:: WHAT THIS TASK INVOLVES ::
Among the entries that follow, some lines contain the word "lies". Show all of them.

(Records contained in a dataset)
=== Section Start ===

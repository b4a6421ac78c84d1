//! Canvas ↔ math space mapping
//!
//! Canvas space has its origin at the top-left with y growing downward. Math
//! space is centered on the circle with y growing upward.

use glam::DVec2;
use serde::{Deserialize, Serialize};

use crate::consts::{INTERACTIVE_RADIUS_FACTOR, VIEWPORT_RADIUS_FRACTION};
use crate::{cartesian_to_polar, polar_to_cartesian};

/// Current drawing area, owned by the rendering surface
#[derive(Debug, Clone, Copy, PartialEq, Serialize, Deserialize)]
pub struct Viewport {
    pub width: f64,
    pub height: f64,
    /// Circle center in canvas space
    pub center: DVec2,
    /// Circle radius in pixels
    pub radius: f64,
}

impl Viewport {
    /// Center the circle and size it to fit the area
    pub fn from_size(width: f64, height: f64) -> Self {
        Self {
            width,
            height,
            center: DVec2::new(width / 2.0, height / 2.0),
            radius: width.min(height) * VIEWPORT_RADIUS_FRACTION,
        }
    }

    /// Canvas → math
    #[inline]
    pub fn to_math(&self, canvas: DVec2) -> DVec2 {
        DVec2::new(canvas.x - self.center.x, self.center.y - canvas.y)
    }

    /// Math → canvas
    #[inline]
    pub fn to_canvas(&self, math: DVec2) -> DVec2 {
        DVec2::new(math.x + self.center.x, self.center.y - math.y)
    }

    /// Distance from the circle center (canvas input)
    #[inline]
    pub fn distance_from_center(&self, canvas: DVec2) -> f64 {
        cartesian_to_polar(self.to_math(canvas)).0
    }

    /// Whether a canvas point is close enough to the circle to interact
    pub fn is_interactive(&self, canvas: DVec2) -> bool {
        self.distance_from_center(canvas) <= self.radius * INTERACTIVE_RADIUS_FACTOR
    }

    /// Canvas point at `scale × radius` along a math-space angle
    pub fn point_at(&self, angle: f64, scale: f64) -> DVec2 {
        self.to_canvas(polar_to_cartesian(self.radius * scale, angle))
    }

    /// Canvas point on the circle at a math-space angle
    #[inline]
    pub fn point_on_circle(&self, angle: f64) -> DVec2 {
        self.point_at(angle, 1.0)
    }

    /// Math-space angle of a canvas point, unnormalized (-π, π]
    pub fn angle_of(&self, canvas: DVec2) -> f64 {
        cartesian_to_polar(self.to_math(canvas)).1
    }
}
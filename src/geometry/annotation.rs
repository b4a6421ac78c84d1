//! Arc and label layout for angle annotations
//!
//! Angles are stored in math space (counter-clockwise from east). The canvas
//! arc API measures clockwise from east, so a math angle `a` is canvas `-a`.
//!
//! Every arc is described by its math-space bounds `lo..=hi` and drawn on the
//! canvas clockwise from `-hi` to `-lo`.

use std::f64::consts::{PI, TAU};

use glam::DVec2;

use super::transform::Viewport;
use crate::consts::{
    LABEL_OFFSET_FACTOR, REFERENCE_ARC_FRACTION, REFERENCE_LABEL_MIN, STANDARD_ARC_FRACTION,
    STANDARD_LABEL_MIN_DEGREES,
};
use crate::trig::{Quadrant, normalize, quadrant, reference_angle};

/// Arc bounds in canvas convention
#[derive(Debug, Clone, Copy, PartialEq)]
pub struct ArcSweep {
    pub start: f64,
    pub end: f64,
    pub anticlockwise: bool,
}

/// Where an arc's label goes
#[derive(Debug, Clone, Copy, PartialEq)]
pub struct LabelPlacement {
    /// Math-space angle of the label, in [0, 2π)
    pub angle: f64,
    /// Canvas position
    pub position: DVec2,
}

/// An annotation arc around the circle center
#[derive(Debug, Clone, Copy, PartialEq)]
pub struct AngleArc {
    pub radius: f64,
    /// Math-space lower bound
    pub lo: f64,
    /// Math-space upper bound
    pub hi: f64,
    pub sweep: ArcSweep,
    pub label: Option<LabelPlacement>,
}

pub type StandardArc = AngleArc;
pub type ReferenceArc = AngleArc;

impl AngleArc {
    fn new(viewport: &Viewport, radius: f64, lo: f64, hi: f64, show_label: bool) -> Self {
        let label = show_label.then(|| {
            let mut mid = (lo + hi) / 2.0;
            if mid >= TAU {
                mid -= TAU;
            }
            LabelPlacement {
                angle: mid,
                position: viewport.point_at(mid, radius * LABEL_OFFSET_FACTOR / viewport.radius),
            }
        });
        Self {
            radius,
            lo,
            hi,
            sweep: ArcSweep {
                start: -hi,
                end: -lo,
                anticlockwise: false,
            },
            label,
        }
    }

    /// Angular extent in radians
    pub fn span(&self) -> f64 {
        self.hi - self.lo
    }
}

/// Arc from the positive x-axis to the terminal ray
pub fn standard_arc(angle: f64, viewport: &Viewport) -> StandardArc {
    let a = normalize(angle);
    let radius = viewport.radius * STANDARD_ARC_FRACTION;
    let show_label = a.to_degrees() >= STANDARD_LABEL_MIN_DEGREES;
    AngleArc::new(viewport, radius, 0.0, a, show_label)
}

/// Arc between the terminal ray and the nearest side of the x-axis
///
/// `None` when the angle lies on an axis.
pub fn reference_arc(angle: f64, viewport: &Viewport) -> Option<ReferenceArc> {
    let a = normalize(angle);
    let (lo, hi) = match quadrant(a) {
        Quadrant::I => (0.0, a),
        Quadrant::II => (a, PI),
        Quadrant::III => (PI, a),
        Quadrant::IV => (a, TAU),
        Quadrant::XAxis | Quadrant::YAxis => return None,
    };
    let radius = viewport.radius * REFERENCE_ARC_FRACTION;
    let show_label = reference_angle(a) >= REFERENCE_LABEL_MIN;
    Some(AngleArc::new(viewport, radius, lo, hi, show_label))
}

/// Center, foot on the x-axis, and terminal point (canvas space)
///
/// `None` when the angle lies on an axis and the triangle collapses.
pub fn reference_triangle(angle: f64, viewport: &Viewport) -> Option<[DVec2; 3]> {
    if quadrant(angle).is_axis() {
        return None;
    }
    let tip = viewport.point_on_circle(angle);
    let foot = DVec2::new(tip.x, viewport.center.y);
    Some([viewport.center, foot, tip])
}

=== Section End ===

:: ANSWER SPACE ::
/// `None` when the angle lies on an axis.
/// `None` when the angle lies on an axis and the triangle collapses.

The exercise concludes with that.